▶ [Task description]: What you return must be every line below that includes the word "String".

▶ [Provided entries]:
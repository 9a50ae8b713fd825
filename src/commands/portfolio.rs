//! Portfolio command: one trade per day across symbols, compounded

use anyhow::Result;
use quick_flip_scalper::config::DataSource;
use quick_flip_scalper::engine::Engine;
use quick_flip_scalper::portfolio::{collect_trades, simulate_portfolio};
use tracing::info;

use super::{build_provider, date_range, load_config, resolve_symbols};

pub fn run(
    config_path: String,
    symbols: Vec<String>,
    days: Option<i64>,
    source: Option<DataSource>,
    balance: Option<f64>,
) -> Result<()> {
    let config = load_config(&config_path)?;
    let symbols = resolve_symbols(&symbols, &config);
    let starting_balance = balance.unwrap_or(config.backtest.starting_balance);
    let (start, end) = date_range(
        None,
        None,
        days.unwrap_or(config.backtest.days),
        config.market.timezone()?,
    )?;

    let engine = Engine::new(
        build_provider(&config, source)?,
        config.strategy.clone(),
        config.data.daily_lookback_days,
    );

    println!("Collecting trades from {} symbols...", symbols.len());
    let trades = collect_trades(&engine, &symbols, start, end);
    println!("\nTotal trades across all symbols: {}", trades.len());

    let summary = simulate_portfolio(trades, starting_balance);
    println!("Portfolio trades (one per day): {}", summary.steps.len());

    println!("\n{}", "=".repeat(70));
    println!("PORTFOLIO SIMULATION: One trade per day, first available signal");
    println!("{}", "=".repeat(70));
    for step in &summary.steps {
        let trade = &step.trade;
        println!(
            "{}: {:<5} {:<5} ({:<18}) -> {:<4} ${:+.2} | Balance: ${:.2}",
            trade.date, trade.symbol, trade.direction, trade.pattern, trade.outcome, step.dollar_pnl, step.balance
        );
    }

    println!("\n{}", "=".repeat(70));
    println!("PORTFOLIO RESULTS");
    println!("{}", "=".repeat(70));
    println!("Total Trading Days: {}", summary.steps.len());
    println!("Wins:               {}", summary.wins);
    println!("Losses:             {}", summary.losses);
    println!("Win Rate:           {:.1}%", summary.win_rate);
    println!("Starting Balance:   ${:.2}", summary.starting_balance);
    println!("Final Balance:      ${:.2}", summary.final_balance);
    println!("Total Profit:       ${:.2}", summary.profit);
    println!("Return:             {:.1}%", summary.return_pct);
    println!("{}", "=".repeat(70));

    info!("Portfolio simulation completed");
    Ok(())
}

▶ [Solution]:
    config_path: String,
    symbols: Vec<String>,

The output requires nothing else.